Instructions for the task
Lines in the records below that contain the word "JoinHandle" must each be copied.

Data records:
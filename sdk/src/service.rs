use crate::error::ServiceError;
use graph::{InferenceReport, RelationshipEngine, SimilarityInferenceEngine};
use jobs::{ChannelJobQueue, InferenceJob, JobQueue, Worker};
use serde_json::Value;
use state::{
    AggregateState, ListenerError, ListenerId, RepositoryCounts, StateChangeBus, StateEvent, StateSnapshot,
};
use std::sync::Arc;
use storage::{
    cipher_from_config, DocumentRepository, EncryptedStore, FileEncryptedStore, InMemoryEncryptedStore,
    NodeRepository,
};
use tessera_core::config::AppConfig;
use tessera_core::model::{Attributes, Document, Node, RelationshipRecord};
use tokio::sync::broadcast;
use tokio::task::JoinHandle;

struct BackgroundWorker {
    queue: ChannelJobQueue,
    handle: JoinHandle<usize>,
}

/// Wires the store, repositories, aggregate state and engines together and
/// exposes the operations a transport layer would call.
pub struct TesseraService {
    nodes: Arc<NodeRepository>,
    documents: Arc<DocumentRepository>,
    bus: Arc<StateChangeBus>,
    state: Arc<AggregateState>,
    relationships: RelationshipEngine,
    inference: Arc<SimilarityInferenceEngine>,
    worker: Option<BackgroundWorker>,
    config: AppConfig,
}

impl TesseraService {
    /// File-backed service under `storage.data_dir`, encrypted per `storage.encryption`.
    pub async fn open(config: &AppConfig) -> Result<Self, ServiceError> {
        let cipher = cipher_from_config(&config.storage.encryption)?;
        let store = FileEncryptedStore::open_with_cipher(&config.storage.data_dir, cipher).await?;
        tracing::info!(data_dir = %config.storage.data_dir, "opened encrypted store");
        Self::with_store(Arc::new(store), config.clone()).await
    }

    pub async fn in_memory() -> Result<Self, ServiceError> {
        Self::with_store(Arc::new(InMemoryEncryptedStore::default()), AppConfig::default()).await
    }

    pub async fn with_store(store: Arc<dyn EncryptedStore>, config: AppConfig) -> Result<Self, ServiceError> {
        let nodes = Arc::new(NodeRepository::new(store.clone()));
        let documents = Arc::new(DocumentRepository::new(store.clone()));
        let bus = Arc::new(StateChangeBus::new());
        let counts = Arc::new(RepositoryCounts::new(nodes.clone(), documents.clone()));
        let state = Arc::new(
            AggregateState::open(store, bus.clone(), &config.state)
                .await?
                .with_count_source(counts),
        );
        let relationships = RelationshipEngine::new(nodes.clone(), state.clone());
        let inference = Arc::new(SimilarityInferenceEngine::new(
            nodes.clone(),
            documents.clone(),
            state.clone(),
            config.inference.clone(),
        ));

        Ok(Self {
            nodes,
            documents,
            bus,
            state,
            relationships,
            inference,
            worker: None,
            config,
        })
    }

    pub fn config(&self) -> &AppConfig {
        &self.config
    }

    pub fn inference(&self) -> &Arc<SimilarityInferenceEngine> {
        &self.inference
    }

    /// Spawns the background inference worker on the current runtime.
    /// Calling it again while a worker runs is a no-op.
    pub fn start_worker(&mut self) {
        if self.worker.is_some() {
            return;
        }
        let (queue, receiver) = ChannelJobQueue::bounded(self.config.inference.job_queue_capacity);
        let handle = tokio::spawn(Worker::new(receiver, self.inference.clone()).run());
        self.worker = Some(BackgroundWorker { queue, handle });
    }

    pub fn worker_running(&self) -> bool {
        self.worker
            .as_ref()
            .map(|worker| worker.queue.is_open() && !worker.handle.is_finished())
            .unwrap_or(false)
    }

    /// Closes the queue and waits for queued jobs to drain. Returns how many
    /// jobs the worker processed.
    pub async fn stop_worker(&mut self) -> usize {
        let Some(BackgroundWorker { queue, handle }) = self.worker.take() else {
            return 0;
        };
        drop(queue);
        match handle.await {
            Ok(processed) => processed,
            Err(err) => {
                tracing::error!(error = %err, "inference worker terminated abnormally");
                0
            }
        }
    }

    pub async fn enqueue(&self, job: InferenceJob) -> Result<(), ServiceError> {
        let worker = self.worker.as_ref().ok_or(ServiceError::WorkerNotRunning)?;
        worker.queue.enqueue(job).await?;
        Ok(())
    }

    // Nodes

    pub async fn list_nodes(&self) -> Result<Vec<Node>, ServiceError> {
        Ok(self.nodes.get_all().await?)
    }

    pub async fn get_node(&self, id: &str) -> Result<Node, ServiceError> {
        Ok(self.nodes.get_by_id(id).await?)
    }

    pub async fn create_node(&self, payload: Attributes) -> Result<Node, ServiceError> {
        let node = self.nodes.create(payload).await?;
        self.refresh_counts().await;
        Ok(node)
    }

    pub async fn update_node(&self, id: &str, partial: Attributes) -> Result<Node, ServiceError> {
        Ok(self.nodes.update(id, partial).await?)
    }

    pub async fn delete_node(&self, id: &str) -> Result<Node, ServiceError> {
        let node = self.nodes.delete(id).await?;
        self.refresh_counts().await;
        Ok(node)
    }

    // Documents

    pub async fn list_documents(&self) -> Result<Vec<Document>, ServiceError> {
        Ok(self.documents.get_all().await?)
    }

    pub async fn get_document(&self, id: &str) -> Result<Document, ServiceError> {
        Ok(self.documents.get_by_id(id).await?)
    }

    pub async fn create_document(&self, payload: Attributes) -> Result<Document, ServiceError> {
        let document = self.documents.create(payload).await?;
        self.refresh_counts().await;
        self.schedule_analysis(&document).await;
        Ok(document)
    }

    pub async fn update_document(&self, id: &str, partial: Attributes) -> Result<Document, ServiceError> {
        let document = self.documents.update(id, partial).await?;
        self.schedule_analysis(&document).await;
        Ok(document)
    }

    pub async fn delete_document(&self, id: &str) -> Result<Document, ServiceError> {
        let document = self.documents.delete(id).await?;
        self.refresh_counts().await;
        Ok(document)
    }

    // The collection write already succeeded; a stale count is repaired by the
    // next reconcile.
    async fn refresh_counts(&self) {
        if let Err(err) = self.state.reconcile_counts().await {
            tracing::error!(error = %err, "failed to reconcile aggregate counts");
        }
    }

    // The document write already succeeded; a scheduling failure only delays inference.
    async fn schedule_analysis(&self, document: &Document) {
        if !self.state.get().await.settings.auto_sync || !self.worker_running() {
            return;
        }
        let job = InferenceJob::AnalyzeDocument {
            document_id: document.id.clone(),
        };
        if let Err(err) = self.enqueue(job).await {
            tracing::warn!(document_id = %document.id, error = %err, "failed to schedule document analysis");
        }
    }

    // Relationships

    pub async fn create_relationship(
        &self,
        source_id: &str,
        target_id: &str,
        relation_type: &str,
    ) -> Result<Node, ServiceError> {
        Ok(self.relationships.create(source_id, target_id, relation_type).await?)
    }

    pub async fn update_relationship(
        &self,
        source_id: &str,
        target_id: &str,
        new_type: &str,
    ) -> Result<Node, ServiceError> {
        Ok(self.relationships.update(source_id, target_id, new_type).await?)
    }

    pub async fn delete_relationship(&self, source_id: &str, target_id: &str) -> Result<Node, ServiceError> {
        Ok(self.relationships.delete(source_id, target_id).await?)
    }

    pub async fn list_relationships(&self) -> Result<Vec<RelationshipRecord>, ServiceError> {
        Ok(self.relationships.list_all().await?)
    }

    pub async fn dangling_relationships(&self) -> Result<Vec<RelationshipRecord>, ServiceError> {
        Ok(self.relationships.dangling().await?)
    }

    pub async fn resolve_relationship_target(&self, source_id: &str, target_id: &str) -> Result<Node, ServiceError> {
        Ok(self.relationships.resolve_target(source_id, target_id).await?)
    }

    // Aggregate state

    pub async fn state(&self) -> StateSnapshot {
        self.state.get().await
    }

    pub async fn update_state(&self, key: &str, value: Value) -> Result<StateSnapshot, ServiceError> {
        Ok(self.state.update_key(key, value).await?)
    }

    pub async fn reset_state(&self) -> Result<StateSnapshot, ServiceError> {
        Ok(self.state.reset().await?)
    }

    pub async fn synchronize_state(&self) -> StateSnapshot {
        self.state.synchronize().await
    }

    pub async fn reconcile_counts(&self) -> Result<StateSnapshot, ServiceError> {
        Ok(self.state.reconcile_counts().await?)
    }

    pub fn subscribe<F>(&self, listener: F) -> ListenerId
    where
        F: Fn(&StateEvent) -> Result<(), ListenerError> + Send + Sync + 'static,
    {
        self.bus.subscribe(listener)
    }

    pub fn subscribe_channel(&self, capacity: usize) -> (ListenerId, broadcast::Receiver<StateEvent>) {
        self.bus.subscribe_channel(capacity)
    }

    pub fn unsubscribe(&self, id: ListenerId) -> bool {
        self.bus.unsubscribe(id)
    }

    // Inference, run inline

    pub async fn analyze_node(&self, id: &str) -> Result<InferenceReport, ServiceError> {
        Ok(self.inference.analyze_node_id(id).await?)
    }

    pub async fn analyze_document(&self, id: &str) -> Result<InferenceReport, ServiceError> {
        Ok(self.inference.analyze_document(id).await?)
    }

    pub async fn analyze_all_documents(&self) -> Result<InferenceReport, ServiceError> {
        Ok(self.inference.analyze_all_documents().await?)
    }

    pub async fn apply_threshold_rules(&self) -> Result<InferenceReport, ServiceError> {
        Ok(self.inference.apply_threshold_rules().await?)
    }
}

Solution below
use tokio::task::JoinHandle;
    handle: JoinHandle<usize>,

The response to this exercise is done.